» Problem:
The data below is to be repeated in full, exactly as shown.

» Data in this exercise:
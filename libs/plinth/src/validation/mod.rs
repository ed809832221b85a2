//! Schema-driven validation/coercion engine and its handler adapters.
//!
//! Per-field pipeline, in fixed order: default-filling → coercion → type
//! check → custom checks. Output is either a field → message error map or a
//! normalized document.

pub mod adapters;
pub mod checks;
pub mod coerce;
pub mod engine;
pub mod schema;

use std::collections::BTreeMap;
use thiserror::Error;

use crate::registry::RegistryError;

/// A raw or normalized request document.
pub type Document = serde_json::Map<String, serde_json::Value>;

/// Field name → human-readable message, one entry per first failing rule.
pub type ErrorMap = BTreeMap<String, String>;

/// Failure modes of a validation run.
///
/// Only `Invalid` and `NotFound` are expected, locally recoverable outcomes
/// (400- and 404-equivalent at the adapter boundary). `Registry` and `Check`
/// are defects surfaced to the operator (500-equivalent).
#[derive(Debug, Error)]
pub enum ValidationError {
    /// One or more field errors; validation fails as a whole.
    #[error("validation failed for {} field(s)", .0.len())]
    Invalid(ErrorMap),

    /// Raised by the allowed-path check: aborts the whole request with a
    /// not-found outcome instead of annotating a field.
    #[error("{}", not_found_detail(.path.as_deref()))]
    NotFound { path: Option<String> },

    /// Registry consultation failed (e.g. `document_exists` not registered).
    #[error(transparent)]
    Registry(#[from] RegistryError),

    /// A check or engine-configuration failure outside the error map.
    #[error("check '{check}' failed")]
    Check {
        check: String,
        #[source]
        source: anyhow::Error,
    },
}

impl ValidationError {
    /// Human-readable detail line for the not-found outcome.
    pub fn not_found_detail(path: Option<&str>) -> String {
        not_found_detail(path)
    }
}

fn not_found_detail(path: Option<&str>) -> String {
    match path {
        Some(p) => format!("Requested URL {p} not found"),
        None => "Requested URL not found".to_string(),
    }
}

» Task answer:
filename libs/plinth/src/validation/mod.rs
repository ed809832221b85a2
//! Schema-driven validation/coercion engine and its handler adapters.
//!
//! Per-field pipeline, in fixed order: default-filling → coercion → type
//! check → custom checks. Output is either a field → message error map or a
//! normalized document.

pub mod adapters;
pub mod checks;
pub mod coerce;
pub mod engine;
pub mod schema;

use std::collections::BTreeMap;
use thiserror::Error;

use crate::registry::RegistryError;

/// A raw or normalized request document.
pub type Document = serde_json::Map<String, serde_json::Value>;

/// Field name → human-readable message, one entry per first failing rule.
pub type ErrorMap = BTreeMap<String, String>;

/// Failure modes of a validation run.
///
/// Only `Invalid` and `NotFound` are expected, locally recoverable outcomes
/// (400- and 404-equivalent at the adapter boundary). `Registry` and `Check`
/// are defects surfaced to the operator (500-equivalent).
#[derive(Debug, Error)]
pub enum ValidationError {
    /// One or more field errors; validation fails as a whole.
    #[error("validation failed for {} field(s)", .0.len())]
    Invalid(ErrorMap),

    /// Raised by the allowed-path check: aborts the whole request with a
    /// not-found outcome instead of annotating a field.
    #[error("{}", not_found_detail(.path.as_deref()))]
    NotFound { path: Option<String> },

    /// Registry consultation failed (e.g. `document_exists` not registered).
    #[error(transparent)]
    Registry(#[from] RegistryError),

    /// A check or engine-configuration failure outside the error map.
    #[error("check '{check}' failed")]
    Check {
        check: String,
        #[source]
        source: anyhow::Error,
    },
}

impl ValidationError {
    /// Human-readable detail line for the not-found outcome.
    pub fn not_found_detail(path: Option<&str>) -> String {
        not_found_detail(path)
    }
}

fn not_found_detail(path: Option<&str>) -> String {
    match path {
        Some(p) => format!("Requested URL {p} not found"),
        None => "Requested URL not found".to_string(),
    }
}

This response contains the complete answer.